Nevertheless, his parents were strong adherents of Orthodox Judaism. This was not unusual for Jews in the large cities of the Russian Empire of that period. However, growing Shestov himself worked within the framework of Russian literal and cosmopolitan philosophical traditions.
The attempts to uncover definite examples of Jewish impact on his works have failed. Studies of the problem deal with entirely theoretical speculations on an imaginary Judaism, the so-called Jewish spirit. This article briefly describes the history of the research. In the aftermath, it shows that Shestov was unconsciously inspired by the culture of his childhood, namely Judaism.
At least, in his Apotheosis of Groundlessness, Shestov applies a widely known expression that appears in Jewish religious texts.
All things are possible: The life of Lev Shestov. He was warmly received by audiences in Jerusalem, Haifa and Tel Aviv. But Shestov and his writings are now largely But Shestov and his writings are now largely forgotten. Here is his story. This Introductory Essay presents to the general reader a few facts about Leon Shestov's life and thought.
Little-known outside his native Russia, Shestov is one of the most significant philosophers and critics of modern Russia. He is at He is at once a thinker in his own right and a deep-thinking critic of literature and philosophies. This essay includes a short biography of his life and a sketch of some of his philosophical ideas, including those presented in his intriguingly named 'The Apotheosis of Groundlessness' the original title for 'All Things are Possible!
He is an existentialist and individualist in his thinking, and it is interesting to not that he has written monographs on Friedrich Nietzsche and Soren Kierkegaard - the two most fundamental forefathers of 20th century Existentialism. In the work that this essay introduces Shestov takes time to compare the European or Western and the Russian ways of thinking.
He explores these two Weltanschauungs and go deep to the heart of the divergences between these two philosophies. Leon Shestov is a fascinating writer who is one of the few - apart from Nietzsche and Lichtenberg - who can express his philosophy through a series of thoughts and aphorisms. This essay includes a select bibliography of Shestov's key works of philosophy and criticism. At the beginning she outlines contexts related to the creation of the piece: literary, biographic and historical; then she summarizes its reception, which, so far, has not been sufficiently developed.

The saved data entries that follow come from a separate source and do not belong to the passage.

//! SQLite store: runs, alerts, the exclusion log and the run event log
//! survive a write/read cycle.

use amlsim_core::{
    config::EngineConfig,
    engine::{NoopObserver, RunRequest, SimulationEngine},
    error::AmlError,
    event::RunEventEntry,
    model::{
        Customer, CustomerRiskProfile, RunKind, RunStatus, SimulationRun, Transaction,
        VerifiedEntity,
    },
    refinement::RefinementRule,
    scenario::ScenarioConfig,
    store::AmlStore,
};
use chrono::NaiveDate;
use serde_json::json;

fn store() -> AmlStore {
    let store = AmlStore::in_memory().expect("in-memory db");
    store.migrate().expect("migrate");
    store
}

fn txn(id: &str, customer: &str, day: u32, amount: f64, narrative: &str, beneficiary: Option<&str>) -> Transaction {
    Transaction {
        transaction_id: id.into(),
        customer_id: customer.into(),
        timestamp: NaiveDate::from_ymd_opt(2024, 4, day)
            .unwrap()
            .and_hms_opt(11, 0, 0)
            .unwrap(),
        amount,
        narrative: narrative.into(),
        beneficiary: beneficiary.map(String::from),
        channel: None,
        transaction_type: Some("DEBIT".into()),
        batch_id: None,
        expires_at: None,
        attributes: Default::default(),
    }
}

fn university() -> VerifiedEntity {
    VerifiedEntity {
        entity_name: "State University".into(),
        entity_type: "University".into(),
        country: Some("US".into()),
        is_active: true,
    }
}

fn refined_run() -> amlsim_core::RunResult {
    let scenarios: Vec<ScenarioConfig> = serde_json::from_value(json!([{
        "scenario_id": "S1",
        "scenario_name": "Fixed",
        "aggregation": {
            "method": "sum",
            "group_by": ["customer_id"],
            "time_window": { "value": 30, "unit": "days", "type": "rolling" }
        },
        "threshold": { "type": "fixed", "fixed_value": 10000 }
    }]))
    .unwrap();
    let txns = vec![
        txn("T1", "C1", 1, 9_000.0, "tuition", Some("State University")),
        txn("T2", "C1", 2, 3_000.0, "transfer", None),
        txn("T3", "C2", 2, 12_000.0, "transfer", None),
    ];
    let customers = vec![Customer::new("C1"), Customer::new("C2")];
    let rules = vec![RefinementRule::new("EDU", "Verified tuition", &["education"], 30)];

    SimulationEngine::new(EngineConfig::default())
        .with_whitelist(&[university()])
        .run(RunRequest::refined(&scenarios, &txns, &customers, &rules), &mut NoopObserver)
        .expect("run")
}

#[test]
fn migrate_is_idempotent() {
    let store = store();
    store.migrate().expect("second migrate");
}

#[test]
fn run_round_trip_and_update() {
    let store = store();
    let mut run = SimulationRun::new(RunKind::Refined, vec!["S1".into(), "S2".into()]);
    store.insert_run(&run).unwrap();

    let loaded = store.get_run(&run.run_id).unwrap();
    assert_eq!(loaded.kind, RunKind::Refined);
    assert_eq!(loaded.status, RunStatus::Pending);
    assert_eq!(loaded.scenarios, vec!["S1", "S2"]);
    assert_eq!(loaded.created_at, run.created_at);
    assert_eq!(loaded.completed_at, None);

    run.status = RunStatus::Completed;
    run.progress = 1.0;
    run.total_alerts = 4;
    run.completed_at = Some(run.created_at);
    store.update_run(&run).unwrap();
    assert_eq!(store.get_run(&run.run_id).unwrap(), run);
}

#[test]
fn unknown_runs_are_reported() {
    let store = store();
    assert!(matches!(store.get_run("nope"), Err(AmlError::RunNotFound { .. })));

    let ghost = SimulationRun::new(RunKind::Baseline, vec![]);
    assert!(matches!(store.update_run(&ghost), Err(AmlError::RunNotFound { .. })));
}

#[test]
fn alerts_exclusions_and_events_persist() {
    let _ = env_logger::builder().is_test(true).try_init();
    let result = refined_run();
    assert_eq!(result.excluded.len(), 1);
    assert_eq!(result.retained.len(), 1);

    let store = store();
    let run_id = &result.run.run_id;
    store.insert_run(&result.run).unwrap();
    store.insert_alerts(run_id, &result.retained, false).unwrap();
    store.insert_alerts(run_id, &result.excluded, true).unwrap();
    store.append_exclusions(run_id, &result.exclusion_log).unwrap();
    for (seq, event) in result.events.iter().enumerate() {
        store
            .append_run_event(&RunEventEntry::new(run_id, seq as u32, event).unwrap())
            .unwrap();
    }

    assert_eq!(store.alerts_for_run(run_id).unwrap(), result.retained);
    assert_eq!(store.all_alerts_for_run(run_id).unwrap().len(), 2);
    assert_eq!(store.exclusions_for_run(run_id).unwrap(), result.exclusion_log);

    let events = store.events_for_run(run_id).unwrap();
    assert_eq!(events.len(), result.events.len());
    let replayed: Vec<_> = events.iter().map(|e| e.event().unwrap()).collect();
    assert_eq!(replayed, result.events);
    assert_eq!(events[0].event_type, "run_started");
}

#[test]
fn alert_ids_are_unique_per_run() {
    let result = refined_run();
    let store = store();
    store.insert_run(&result.run).unwrap();
    store.insert_alerts(&result.run.run_id, &result.retained, false).unwrap();
    assert!(store
        .insert_alerts(&result.run.run_id, &result.retained, false)
        .is_err());
}

#[test]
fn reference_data_upserts() {
    let store = store();
    let mut entity = university();
    store.upsert_verified_entity(&entity).unwrap();
    entity.is_active = false;
    store.upsert_verified_entity(&entity).unwrap();
    assert_eq!(store.verified_entities().unwrap(), vec![entity]);

    let profile = CustomerRiskProfile {
        customer_id: "C1".into(),
        is_pep: true,
        has_adverse_media: false,
        high_risk_occupation: true,
        previous_sar_count: 2,
    };
    store.upsert_risk_profile(&profile).unwrap();
    store.upsert_risk_profile(&profile).unwrap();
    assert_eq!(store.risk_profiles().unwrap(), vec![profile]);
}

The article is probably one of the first attempts to give a profound insight into the work. In the given interpretation the author starts with embodied in the title references to the Gospel according to Saint Matthew 16, portraying handover of the keys to the kingdom of heaven, subsequently points out the ongoing discussion about this problem between Catholics and Protestants, and finally, tries to reconstruct textual point of view. His practical perspective point of view of an ordinary man implicitly recalls the ideas of Russian philosopher, Lev Shestov, creating as a result the literary and philosophic duet.
Related Topics. Robert W. Follow Following. Open and Relational Theology. Latvian Language. Theology of Sacrifice. Maronite History. Orthodox-Lutheran Dialogue. Lutheran Confessional Theology. Lev Shestov. Ads help cover our server costs.